Information given =>

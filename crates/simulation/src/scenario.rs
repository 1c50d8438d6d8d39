//! Scripted and seeded-random scenarios.

use rand::seq::SliceRandom;
use rand::{Rng, SeedableRng};
use rand_chacha::ChaCha8Rng;

use causalsim_types::ProcessId;

/// One step of a scripted run.
#[derive(Debug, Clone, PartialEq, Eq)]
pub enum ScenarioOp {
    /// Construct a message and hold it in flight to `to`.
    Send {
        /// Sending process.
        from: ProcessId,
        /// Target process.
        to: ProcessId,
        /// Label identifying the in-flight copy.
        label: String,
    },
    /// Construct a message and route it to `to` immediately.
    SendNow {
        /// Sending process.
        from: ProcessId,
        /// Target process.
        to: ProcessId,
        /// Payload label.
        label: String,
    },
    /// One send event whose snapshot fans out to every other process, each
    /// copy held in flight separately.
    Broadcast {
        /// Sending process.
        from: ProcessId,
        /// Label shared by all copies.
        label: String,
    },
    /// Route a held copy into its receiver.
    Deliver {
        /// Label given at send time.
        label: String,
        /// Receiver whose copy to deliver.
        to: ProcessId,
    },
    /// Route every held copy, in the order they were sent.
    DeliverAll,
}

/// An ordered list of scenario ops.
#[derive(Debug, Clone, Default, PartialEq, Eq)]
pub struct Scenario {
    ops: Vec<ScenarioOp>,
}

impl Scenario {
    /// Create an empty scenario.
    pub fn new() -> Self {
        Self::default()
    }

    /// The ops, in execution order.
    pub fn ops(&self) -> &[ScenarioOp] {
        &self.ops
    }

    /// Append a `Send` op.
    pub fn send(mut self, from: u32, to: u32, label: impl Into<String>) -> Self {
        self.ops.push(ScenarioOp::Send {
            from: ProcessId(from),
            to: ProcessId(to),
            label: label.into(),
        });
        self
    }

    /// Append a `SendNow` op.
    pub fn send_now(mut self, from: u32, to: u32, label: impl Into<String>) -> Self {
        self.ops.push(ScenarioOp::SendNow {
            from: ProcessId(from),
            to: ProcessId(to),
            label: label.into(),
        });
        self
    }

    /// Append a `Broadcast` op.
    pub fn broadcast(mut self, from: u32, label: impl Into<String>) -> Self {
        self.ops.push(ScenarioOp::Broadcast {
            from: ProcessId(from),
            label: label.into(),
        });
        self
    }

    /// Append a `Deliver` op.
    pub fn deliver(mut self, label: impl Into<String>, to: u32) -> Self {
        self.ops.push(ScenarioOp::Deliver {
            label: label.into(),
            to: ProcessId(to),
        });
        self
    }

    /// Append a `DeliverAll` op.
    pub fn deliver_all(mut self) -> Self {
        self.ops.push(ScenarioOp::DeliverAll);
        self
    }

    /// The canonical 3-process out-of-order scenario.
    ///
    /// P0 broadcasts m1; P1 delivers its copy and sends m3 to P2; P2 sees
    /// m3 before its copy of m1. Under the full causal check m3 buffers,
    /// and delivering m1 must cascade m3 out of the buffer.
    pub fn out_of_order_demo() -> Self {
        Scenario::new()
            .broadcast(0, "m1")
            .deliver("m1", 1)
            .send(1, 2, "m3")
            .deliver("m3", 2)
            .deliver("m1", 2)
    }

    /// A seeded random broadcast workload over `num_processes` processes.
    ///
    /// Every message is a broadcast, so under the full causal check every
    /// copy is eventually deliverable no matter how deliveries are ordered.
    /// Each broadcast is followed by a random subset of pending deliveries;
    /// the remainder is delivered in shuffled order at the end. The op list
    /// is a pure function of the seed.
    pub fn random_broadcasts(seed: u64, num_processes: u32, num_messages: usize) -> Self {
        let mut rng = ChaCha8Rng::seed_from_u64(seed);
        let mut scenario = Scenario::new();
        // Copies not yet delivered, as (label, receiver).
        let mut in_flight: Vec<(String, u32)> = Vec::new();

        for i in 0..num_messages {
            let from = rng.gen_range(0..num_processes);
            let label = format!("b{i}");
            scenario = scenario.broadcast(from, &label);
            for to in 0..num_processes {
                if to != from {
                    in_flight.push((label.clone(), to));
                }
            }

            // Deliver a random handful now, in random order.
            let deliver_now = rng.gen_range(0..=in_flight.len());
            in_flight.shuffle(&mut rng);
            for (label, to) in in_flight.drain(..deliver_now) {
                scenario = scenario.deliver(label, to);
            }
        }

        in_flight.shuffle(&mut rng);
        for (label, to) in in_flight {
            scenario = scenario.deliver(label, to);
        }
        scenario
    }
}
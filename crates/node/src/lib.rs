//! The simulated process state machine.
//!
//! A [`Process`] owns one clock, a delivered-message log, and a pending
//! buffer, and is the only entity that mutates them. Both operations are
//! synchronous and deterministic:
//!
//! - `send` → unconditional own-clock increment, deep snapshot, new message
//! - `receive` → policy predicate, then either deliver (merge + cascade
//!   through the pending buffer) or buffer
//!
//! Neither operation performs I/O or suspends. A buffered message is not an
//! error; a message whose prerequisites never arrive stays buffered forever,
//! visible through [`Process::pending_len`].

mod process;

pub use process::Process;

Work request => Set the whole listing down again so that it matches the original exactly.

Solution to the problem =>
filename crates/simulation/src/scenario.rs
repository 1c50d8438d6d8d39
//! Scripted and seeded-random scenarios.

use rand::seq::SliceRandom;
use rand::{Rng, SeedableRng};
use rand_chacha::ChaCha8Rng;

use causalsim_types::ProcessId;

/// One step of a scripted run.
#[derive(Debug, Clone, PartialEq, Eq)]
pub enum ScenarioOp {
    /// Construct a message and hold it in flight to `to`.
    Send {
        /// Sending process.
        from: ProcessId,
        /// Target process.
        to: ProcessId,
        /// Label identifying the in-flight copy.
        label: String,
    },
    /// Construct a message and route it to `to` immediately.
    SendNow {
        /// Sending process.
        from: ProcessId,
        /// Target process.
        to: ProcessId,
        /// Payload label.
        label: String,
    },
    /// One send event whose snapshot fans out to every other process, each
    /// copy held in flight separately.
    Broadcast {
        /// Sending process.
        from: ProcessId,
        /// Label shared by all copies.
        label: String,
    },
    /// Route a held copy into its receiver.
    Deliver {
        /// Label given at send time.
        label: String,
        /// Receiver whose copy to deliver.
        to: ProcessId,
    },
    /// Route every held copy, in the order they were sent.
    DeliverAll,
}

/// An ordered list of scenario ops.
#[derive(Debug, Clone, Default, PartialEq, Eq)]
pub struct Scenario {
    ops: Vec<ScenarioOp>,
}

impl Scenario {
    /// Create an empty scenario.
    pub fn new() -> Self {
        Self::default()
    }

    /// The ops, in execution order.
    pub fn ops(&self) -> &[ScenarioOp] {
        &self.ops
    }

    /// Append a `Send` op.
    pub fn send(mut self, from: u32, to: u32, label: impl Into<String>) -> Self {
        self.ops.push(ScenarioOp::Send {
            from: ProcessId(from),
            to: ProcessId(to),
            label: label.into(),
        });
        self
    }

    /// Append a `SendNow` op.
    pub fn send_now(mut self, from: u32, to: u32, label: impl Into<String>) -> Self {
        self.ops.push(ScenarioOp::SendNow {
            from: ProcessId(from),
            to: ProcessId(to),
            label: label.into(),
        });
        self
    }

    /// Append a `Broadcast` op.
    pub fn broadcast(mut self, from: u32, label: impl Into<String>) -> Self {
        self.ops.push(ScenarioOp::Broadcast {
            from: ProcessId(from),
            label: label.into(),
        });
        self
    }

    /// Append a `Deliver` op.
    pub fn deliver(mut self, label: impl Into<String>, to: u32) -> Self {
        self.ops.push(ScenarioOp::Deliver {
            label: label.into(),
            to: ProcessId(to),
        });
        self
    }

    /// Append a `DeliverAll` op.
    pub fn deliver_all(mut self) -> Self {
        self.ops.push(ScenarioOp::DeliverAll);
        self
    }

    /// The canonical 3-process out-of-order scenario.
    ///
    /// P0 broadcasts m1; P1 delivers its copy and sends m3 to P2; P2 sees
    /// m3 before its copy of m1. Under the full causal check m3 buffers,
    /// and delivering m1 must cascade m3 out of the buffer.
    pub fn out_of_order_demo() -> Self {
        Scenario::new()
            .broadcast(0, "m1")
            .deliver("m1", 1)
            .send(1, 2, "m3")
            .deliver("m3", 2)
            .deliver("m1", 2)
    }

    /// A seeded random broadcast workload over `num_processes` processes.
    ///
    /// Every message is a broadcast, so under the full causal check every
    /// copy is eventually deliverable no matter how deliveries are ordered.
    /// Each broadcast is followed by a random subset of pending deliveries;
    /// the remainder is delivered in shuffled order at the end. The op list
    /// is a pure function of the seed.
    pub fn random_broadcasts(seed: u64, num_processes: u32, num_messages: usize) -> Self {
        let mut rng = ChaCha8Rng::seed_from_u64(seed);
        let mut scenario = Scenario::new();
        // Copies not yet delivered, as (label, receiver).
        let mut in_flight: Vec<(String, u32)> = Vec::new();

        for i in 0..num_messages {
            let from = rng.gen_range(0..num_processes);
            let label = format!("b{i}");
            scenario = scenario.broadcast(from, &label);
            for to in 0..num_processes {
                if to != from {
                    in_flight.push((label.clone(), to));
                }
            }

            // Deliver a random handful now, in random order.
            let deliver_now = rng.gen_range(0..=in_flight.len());
            in_flight.shuffle(&mut rng);
            for (label, to) in in_flight.drain(..deliver_now) {
                scenario = scenario.deliver(label, to);
            }
        }

        in_flight.shuffle(&mut rng);
        for (label, to) in in_flight {
            scenario = scenario.deliver(label, to);
        }
        scenario
    }
}
filename crates/node/src/lib.rs
//! The simulated process state machine.
//!
//! A [`Process`] owns one clock, a delivered-message log, and a pending
//! buffer, and is the only entity that mutates them. Both operations are
//! synchronous and deterministic:
//!
//! - `send` → unconditional own-clock increment, deep snapshot, new message
//! - `receive` → policy predicate, then either deliver (merge + cascade
//!   through the pending buffer) or buffer
//!
//! Neither operation performs I/O or suspends. A buffered message is not an
//! error; a message whose prerequisites never arrive stays buffered forever,
//! visible through [`Process::pending_len`].

mod process;

pub use process::Process;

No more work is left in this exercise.